((

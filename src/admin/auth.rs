use axum::{
    body::Body,
    extract::State,
    http::{header, Request, StatusCode},
    middleware::Next,
    response::Response,
};

use crate::admin::AdminState;

/// Reject requests without `Authorization: Bearer <api_key>`.
pub async fn admin_auth_middleware(
    State(state): State<AdminState>,
    request: Request<Body>,
    next: Next,
) -> Result<Response, StatusCode> {
    let token = request
        .headers()
        .get(header::AUTHORIZATION)
        .and_then(|h| h.to_str().ok())
        .and_then(|v| v.strip_prefix("Bearer "));

    match token {
        Some(token) if token == state.api_key.as_ref() => Ok(next.run(request).await),
        _ => {
            tracing::warn!(path = %request.uri().path(), "Rejected admin request");
            Err(StatusCode::UNAUTHORIZED)
        }
    }
}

))

Brief → Reproduce every single entry above exactly.

Written response →
filename src/admin/auth.rs
use axum::{
    body::Body,
    extract::State,
    http::{header, Request, StatusCode},
    middleware::Next,
    response::Response,
};

use crate::admin::AdminState;

/// Reject requests without `Authorization: Bearer <api_key>`.
pub async fn admin_auth_middleware(
    State(state): State<AdminState>,
    request: Request<Body>,
    next: Next,
) -> Result<Response, StatusCode> {
    let token = request
        .headers()
        .get(header::AUTHORIZATION)
        .and_then(|h| h.to_str().ok())
        .and_then(|v| v.strip_prefix("Bearer "));

    match token {
        Some(token) if token == state.api_key.as_ref() => Ok(next.run(request).await),
        _ => {
            tracing::warn!(path = %request.uri().path(), "Rejected admin request");
            Err(StatusCode::UNAUTHORIZED)
        }
    }
}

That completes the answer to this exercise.